Published in final edited form as: Ann N Y Acad Sci. 2009 Jul;1170:604–609. doi: 10.1111/j.1749-6632.2009.04481.x

Neuroregulation of Human Nasal Mucosa

James N Baraniuk 1, Samantha J Merck 1
PMCID: PMC4209299  NIHMSID: NIHMS166499  PMID: 19686200

Abstract

Multiple subsets of nociceptive, parasympathetic, and sympathetic nerves innervate human nasal mucosa. These play carefully coordinated roles in regulating glandular, vascular, and other processes. These functions are vital for cleaning and humidifying ambient air before it is inhaled into the lungs. The recent identification of distinct classes of nociceptive nerves with unique patterns of transient receptor potential sensory receptor ion channel proteins may account for the polymodal, chemo- and mechanicosensitivity of many trigeminal neurons. Modulation of these families of proteins, excitatory and inhibitory autoreceptors, and combinations of neurotransmitters introduces a new level of complexity and subtlety to nasal innervation. These findings may provide a rational basis for responses to air-temperature changes, culinary and botanical odorants (“aromatherapy”), and inhaled irritants in conditions as diverse as allergic and nonallergic rhinitis, occupational rhinitis, hyposmia, and multiple chemical sensitivity.

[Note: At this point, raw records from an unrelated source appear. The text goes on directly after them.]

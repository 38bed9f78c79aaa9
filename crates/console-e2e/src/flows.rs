// Shared scenario steps
//
// The given/when sequences every scenario starts with, shared by the
// integration tests and the manual runner.

use crate::config::Config;
use crate::error::Result;
use crate::pages::{ConnectPage, TreePage, TreeScreen};
use crate::session::Session;

/// Opens the connect page and waits for it to be fully rendered.
pub async fn open_connect_page<'a>(
    session: &'a Session,
    config: &Config,
) -> Result<ConnectPage<'a>> {
    let page = ConnectPage::open(session, config.variant, &config.base_url).await?;
    ConnectPage::wait_until_active(session, config.variant).await?;
    page.wait_for_frameworks().await?;
    Ok(page)
}

/// Logs into the console with the configured router details and waits
/// for the Overview screen to activate.
pub async fn log_in(session: &Session, config: &Config) -> Result<()> {
    let connect = open_connect_page(session, config).await?;
    connect
        .fill_connection(
            Some(&config.console_ip),
            Some(&config.console_port.to_string()),
        )
        .await?;
    connect.submit().await?;
    TreePage::wait_until_active(session, config.variant, TreeScreen::Overview).await
}

/// Logs in and lands on the Overview screen.
pub async fn open_overview<'a>(session: &'a Session, config: &Config) -> Result<TreePage<'a>> {
    log_in(session, config).await?;
    TreePage::attach(session, config.variant, TreeScreen::Overview).await
}

/// Logs in and tabs over to the Entities screen.
pub async fn open_entities<'a>(session: &'a Session, config: &Config) -> Result<TreePage<'a>> {
    log_in(session, config).await?;
    let overview = TreePage::attach(session, config.variant, TreeScreen::Overview).await?;
    overview.entities_tab().await?.click().await?;
    TreePage::wait_until_active(session, config.variant, TreeScreen::Entities).await?;
    TreePage::attach(session, config.variant, TreeScreen::Entities).await
}

/// Tabs to the sibling tree screen and back, returning a fresh facade
/// for the original screen.
pub async fn navigate_away_and_back<'a>(
    session: &'a Session,
    config: &Config,
    page: TreePage<'a>,
) -> Result<TreePage<'a>> {
    let screen = page.screen();
    match screen {
        TreeScreen::Overview => {
            page.entities_tab().await?.click().await?;
            page.wait_for_frameworks().await?;
            page.overview_tab().await?.click().await?;
        }
        TreeScreen::Entities => {
            page.overview_tab().await?.click().await?;
            page.wait_for_frameworks().await?;
            page.entities_tab().await?.click().await?;
        }
    }
    TreePage::wait_until_active(session, config.variant, screen).await?;
    TreePage::attach(session, config.variant, screen).await
}
// Tree page facade
//
// The Overview and Entities screens are the same page shape: a
// navigation tab pair on top and a dynatree widget on the left whose
// nodes expand one arrow click at a time. The tree re-renders while it
// is being expanded, so every pass over the expanders runs under the
// stale-reference retrier.

use thirtyfour::{By, WebElement};

use crate::config::ConsoleVariant;
use crate::error::{Error, ErrorKind, Result};
use crate::pages::{ELEMENT_TIMEOUT, NAV_TIMEOUT, Selectors, wait_for_frameworks};
use crate::session::Session;
use crate::sync::{DEFAULT_RETRY_BUDGET, PollOptions, retry_on, wait_for};

/// Which of the two tree-bearing screens a [`TreePage`] fronts.
#[derive(Debug, Clone, Copy, PartialEq, Eq)]
pub enum TreeScreen {
    Overview,
    Entities,
}

impl TreeScreen {
    /// Number of tree nodes the live router is expected to show.
    pub fn node_count(self) -> usize {
        match self {
            TreeScreen::Overview => 5,
            TreeScreen::Entities => 17,
        }
    }

    pub fn name(self) -> &'static str {
        match self {
            TreeScreen::Overview => "overview",
            TreeScreen::Entities => "entities",
        }
    }

    pub fn url(self, variant: ConsoleVariant, base_url: &str) -> String {
        match self {
            TreeScreen::Overview => variant.overview_url(base_url),
            TreeScreen::Entities => variant.entities_url(base_url),
        }
    }

    fn nav_active(self, selectors: &Selectors) -> &'static str {
        match self {
            TreeScreen::Overview => selectors.overview_nav_active,
            TreeScreen::Entities => selectors.entities_nav_active,
        }
    }
}

pub struct TreePage<'a> {
    session: &'a Session,
    variant: ConsoleVariant,
    screen: TreeScreen,
}

impl<'a> TreePage<'a> {
    /// Attaches to an already loaded tree screen, waiting for the
    /// frameworks to settle and for the tree to start rendering.
    pub async fn attach(
        session: &'a Session,
        variant: ConsoleVariant,
        screen: TreeScreen,
    ) -> Result<TreePage<'a>> {
        let page = Self {
            session,
            variant,
            screen,
        };
        page.wait_for_frameworks().await?;
        // at least one node expander must appear
        session
            .wait_element_visible(
                By::Css(variant.selectors().tree_expander),
                ELEMENT_TIMEOUT,
            )
            .await?;
        Ok(page)
    }

    /// Navigates straight to the screen's URL and attaches.
    pub async fn open(
        session: &'a Session,
        variant: ConsoleVariant,
        screen: TreeScreen,
        base_url: &str,
    ) -> Result<TreePage<'a>> {
        session.goto(&screen.url(variant, base_url)).await?;
        Self::attach(session, variant, screen).await
    }

    /// Waits for this screen's entry in the top bar to become active.
    pub async fn wait_until_active(
        session: &Session,
        variant: ConsoleVariant,
        screen: TreeScreen,
    ) -> Result<()> {
        session
            .wait_element_present(By::Css(screen.nav_active(variant.selectors())), NAV_TIMEOUT)
            .await?;
        Ok(())
    }

    pub fn screen(&self) -> TreeScreen {
        self.screen
    }

    pub fn node_count(&self) -> usize {
        self.screen.node_count()
    }

    pub async fn wait_for_frameworks(&self) -> Result<()> {
        wait_for_frameworks(self.session, self.variant).await
    }

    pub async fn overview_tab(&self) -> Result<WebElement> {
        self.session
            .wait_element_visible(By::Css(self.variant.selectors().overview_tab), ELEMENT_TIMEOUT)
            .await
    }

    pub async fn entities_tab(&self) -> Result<WebElement> {
        self.session
            .wait_element_visible(By::Css(self.variant.selectors().entities_tab), ELEMENT_TIMEOUT)
            .await
    }

    /// All expander arrows currently in the tree.
    pub async fn expanders(&self) -> Result<Vec<WebElement>> {
        self.session
            .find_all(By::Css(self.variant.selectors().tree_expander))
            .await
    }

    /// All tree nodes currently expanded.
    pub async fn expanded_nodes(&self) -> Result<Vec<WebElement>> {
        self.session
            .find_all(By::Css(self.variant.selectors().expanded_node))
            .await
    }

    pub async fn is_expanded(&self, node: &WebElement) -> Result<bool> {
        let class = node.attr("class").await?;
        Ok(class.is_some_and(|c| c.contains("dynatree-expanded")))
    }

    /// Expands the whole tree by clicking expander arrows one by one.
    ///
    /// The tree redraws itself while nodes open, invalidating element
    /// references mid-pass; the whole pass restarts on a stale
    /// reference and the result is verified afterwards.
    pub async fn expand_all(&self) -> Result<()> {
        self.wait_for_frameworks().await?;
        self.session
            .wait_element_clickable(
                By::Css(self.variant.selectors().tree_expander),
                crate::sync::DEFAULT_POLL_TIMEOUT,
            )
            .await?;

        let expected = self.node_count();
        wait_for(
            &format!("{} tree to show {expected} expanders", self.screen.name()),
            PollOptions::default(),
            || async move { Ok(self.expanders().await?.len() == expected) },
        )
        .await?;

        retry_on(ErrorKind::Stale, DEFAULT_RETRY_BUDGET, || self.expand_pass()).await?;
        self.require_expanded().await
    }

    async fn expand_pass(&self) -> Result<()> {
        self.wait_for_frameworks().await?;
        for expander in self.expanders().await? {
            expander.scroll_into_view().await?;
            // the parent node can detach right after the expander is
            // located; look it up under its own retry budget
            let expander_ref = &expander;
            let node = retry_on(ErrorKind::NotFound, DEFAULT_RETRY_BUDGET, || async move {
                expander_ref
                    .find(By::XPath("./.."))
                    .await
                    .map_err(Error::from)
            })
            .await?;
            if self.is_expanded(&node).await? {
                continue;
            }
            self.wait_for_frameworks().await?;
            expander.click().await?;
            self.wait_for_frameworks().await?;
        }
        Ok(())
    }

    /// Fails unless every node in the tree is expanded.
    pub async fn require_expanded(&self) -> Result<()> {
        retry_on(ErrorKind::Stale, DEFAULT_RETRY_BUDGET, || {
            self.expanded_check_pass()
        })
        .await
    }

    async fn expanded_check_pass(&self) -> Result<()> {
        self.wait_for_frameworks().await?;
        for expander in self.expanders().await? {
            let node = expander.find(By::XPath("./..")).await?;
            if !self.is_expanded(&node).await? {
                return Err(Error::Assertion(format!(
                    "expected every {} tree node to be expanded",
                    self.screen.name()
                )));
            }
        }
        Ok(())
    }
}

Keywords: transient receptor potential, TRPV1, nociceptive axon response, nociception

Introduction

The nose is the contact zone that scrubs particulate and water-soluble volatile compounds from inhaled air so that only clean, humidified air reaches the lungs.1 The processes that carry out these functions are under strict physiological control that depends on local mucosal feedback systems and sensory and autonomic reflexes. The histological distributions of sensory and autonomic nerves and their neurotransmitters define the potential functions of each of these sets of nerves.2 Sensory neurons contain calcitonin gene related peptide (CGRP), gastrin releasing peptide (GRP), the tachykinins (neurokinins) substance P and neurokinin A (NKA), and possibly other peptides. CGRP receptors are most dense on arterial and arteriovenous vessels. This is consistent with the potent vasodilator action of this neuropeptide. Neurokinin receptors are widely expressed on many cell types, while GRP receptors are most dense on glands. Glutaminergic afferent neurons may also be present. Parasympathetic neurons may have two populations: larger diameter acetylcholine containing neurons and smaller diameter neurons that release vasoactive intestinal peptide (VIP) and nitric oxide. Sympathetic neurons also have at least two subpopulations that contain norepinephrine with or without neuropeptide Y (NPY). These are short- and long-acting vasoconstrictors, respectively. Adenosine triphosphate may also be a transmitter in nasal sympathetic neurons. The sensory neurons convey information about the conditions of inhaled air from the epithelium to the brain stem, and release neurotransmitters locally within the mucosa by the efferent axon response mechanism. This response is a rapidly induced defense mechanism for hypersecretion of mucus and protection of the nasal mucosa. Acetylcholine stimulates muscarinic M3 and possibly M1 receptors on glands to cause exocytosis. Sympathetic discharge constricts the vessels of the mucosa, squeezes the blood out of the erectile venous sinusoids, and so thins the mucosal lining. This process regulates the cross-section area for airflow, and so nasal patency.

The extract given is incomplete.